Politico reports that during a fact-finding congressional trip to the Holy Land last August, Rep. Kevin Yoder of Kansas stripped down and jumped in the water. He was joined by about twenty other people, who remained clothed or only partially disrobed, including Representatives Steve Southerland, Tom Reed, Ben Quayle, Jeff Denham, Michael Grimm, and some of the representatives' family members and staffers.

It would have been nothing but a magical vacation memory for those involved, but Cantor, the highest-ranking lawmaker on the trip, decided to take on the role of Dean Wormer. When he found out about how the evening ended after he went to bed, he let the 30 or so lawmakers have it, saying they were distracting from the purpose of their trip. The American Israel Educational Foundation routinely finances trips to the Holy Land for members of Congress with the aim of strengthening the bond between the U.S. and Israel. The FBI also looked into the incident, but it determined that nothing inappropriate happened. 

When questioned, those involved offered a grab bag of excuses. Per Politico:

Many of the lawmakers who ventured into the lake said they did so because of the religious significance of the waters. Others said they were simply cooling off after a long day. Several privately admitted that alcohol may have played a role in why some of those present decided to jump in.

Somehow, that last explanation seems most likely.

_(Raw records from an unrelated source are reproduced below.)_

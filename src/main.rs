use std::error::Error;
use std::path::PathBuf;
use std::{env, process, thread};

use clap::Parser;
use log::{debug, error};

use shapesort::config::{DEFAULT_LOG_LEVEL, SORT_STACK_SIZE};
use shapesort::loader::load_shapes;
use shapesort::report::{print_checkpoints, print_summary};
use shapesort::{Algorithm, CompareType, ShapeError, SortError};

const EXAMPLES: &str = "\
Flags are case-insensitive, order-insensitive and take their value without a space.

Examples:
  shapesort -fshapes1.txt -tv -sb
  shapesort -ta -sq -f\"res/shapes1.txt\"
  shapesort -fdata.txt -tarea -smerge";

/// Sorts geometric shapes from a file and reports how long it took.
#[derive(Parser, Debug)]
#[command(name = "shapesort", version, after_help = EXAMPLES)]
struct Args {
    /// Path to the shapes data file
    #[arg(short = 'f', value_name = "FILE", value_parser = parse_filename)]
    file: PathBuf,

    /// Compare by: h|height, a|area (base area), v|volume
    #[arg(short = 't', value_name = "COMPARE", value_parser = parse_compare)]
    compare: CompareType,

    /// Algorithm: b|bubble, s|selection, i|insertion, m|merge, q|quick, h|heap|z
    #[arg(short = 's', value_name = "ALGORITHM", value_parser = parse_algorithm)]
    algorithm: Algorithm,
}

fn parse_filename(value: &str) -> Result<PathBuf, String> {
    let trimmed = value
        .strip_prefix('"')
        .and_then(|v| v.strip_suffix('"'))
        .unwrap_or(value);
    if trimmed.trim().is_empty() {
        return Err("file name is empty".to_string());
    }
    Ok(PathBuf::from(trimmed))
}

fn parse_compare(value: &str) -> Result<CompareType, ShapeError> {
    value.parse()
}

fn parse_algorithm(value: &str) -> Result<Algorithm, SortError> {
    value.parse()
}

/// Lower-cases the letter of `-f`, `-t` and `-s` so `-Fx` works like `-fx`.
fn normalize_flag(arg: String) -> String {
    let mut chars = arg.chars();
    match (chars.next(), chars.next()) {
        (Some('-'), Some(c)) if matches!(c, 'F' | 'T' | 'S') => {
            format!("-{}{}", c.to_ascii_lowercase(), chars.as_str())
        }
        _ => arg,
    }
}

fn run(args: Args) -> Result<(), Box<dyn Error>> {
    let mut shapes = load_shapes(&args.file)?;
    if shapes.is_empty() {
        println!("No shapes loaded from file.");
        return Ok(());
    }
    println!("Loaded {} shapes from {}", shapes.len(), args.file.display());

    let algorithm = args.algorithm;
    let compare = args.compare;

    // quick sort can recurse once per element on ordered input
    let worker = thread::Builder::new()
        .name("sort".to_string())
        .stack_size(SORT_STACK_SIZE)
        .spawn(move || {
            let elapsed = algorithm.sort_timed(&mut shapes, compare.comparator());
            (shapes, elapsed)
        })?;
    let (shapes, elapsed) = worker.join().map_err(|_| "sort worker panicked")?;

    print_summary(algorithm, compare, elapsed);
    print_checkpoints(&shapes);
    Ok(())
}

fn main() {
    env_logger::builder()
        .filter_level(DEFAULT_LOG_LEVEL)
        .parse_default_env()
        .init();

    let args = Args::parse_from(env::args().map(normalize_flag));
    debug!("{:?}", args);

    if let Err(e) = run(args) {
        error!("{}", e);
        process::exit(1);
    }
}
use log::LevelFilter;

/// Distance between two sampled shapes in the checkpoint report.
pub const CHECKPOINT_INTERVAL: usize = 1000;

/// Stack size of the worker thread the binary sorts on. Quick sort recurses
/// once per partition, so an ordered file of N shapes can go N frames deep.
pub const SORT_STACK_SIZE: usize = 512 * 1024 * 1024;

pub const DEFAULT_LOG_LEVEL: LevelFilter = LevelFilter::Warn;

const _: () = {
    assert!(CHECKPOINT_INTERVAL > 0, "CHECKPOINT_INTERVAL must be positive");
    assert!(SORT_STACK_SIZE >= 2 * 1024 * 1024, "SORT_STACK_SIZE below the default thread stack");
};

When asked for comment, Yoder apologized and confirmed the report, saying he participated in a "spontaneous and very brief dive into the sea and regrettably I jumped into the water without a swimsuit." Politico notes that Congress has already been rocked by scandals and "this latest controversy could only further damage that image." We're not so sure. It seems Americans are furious at Congress for not getting anything done, but if they really committed to goofing off with some lovable, Animal House–style shenanigans, we might just come around.